| DIRECTIONS |
Locate the string "OperatorStream" in the records below. Copy every line where it occurs.

| RECORDS TO USE |
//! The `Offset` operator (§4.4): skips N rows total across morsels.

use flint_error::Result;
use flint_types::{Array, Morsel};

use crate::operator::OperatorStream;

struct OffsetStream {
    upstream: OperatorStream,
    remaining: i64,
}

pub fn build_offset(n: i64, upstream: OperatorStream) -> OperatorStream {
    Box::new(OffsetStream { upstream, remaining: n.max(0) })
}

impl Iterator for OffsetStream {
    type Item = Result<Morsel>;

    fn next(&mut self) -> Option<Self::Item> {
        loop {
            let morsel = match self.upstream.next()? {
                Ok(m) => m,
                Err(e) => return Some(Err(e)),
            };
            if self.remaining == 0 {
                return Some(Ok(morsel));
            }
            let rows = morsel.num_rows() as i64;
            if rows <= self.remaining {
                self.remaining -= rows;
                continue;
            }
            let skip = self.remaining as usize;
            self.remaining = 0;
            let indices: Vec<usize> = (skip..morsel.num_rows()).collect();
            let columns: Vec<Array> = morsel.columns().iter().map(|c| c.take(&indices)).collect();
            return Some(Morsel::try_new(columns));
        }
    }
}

| RESULT |
use crate::operator::OperatorStream;
    upstream: OperatorStream,
pub fn build_offset(n: i64, upstream: OperatorStream) -> OperatorStream {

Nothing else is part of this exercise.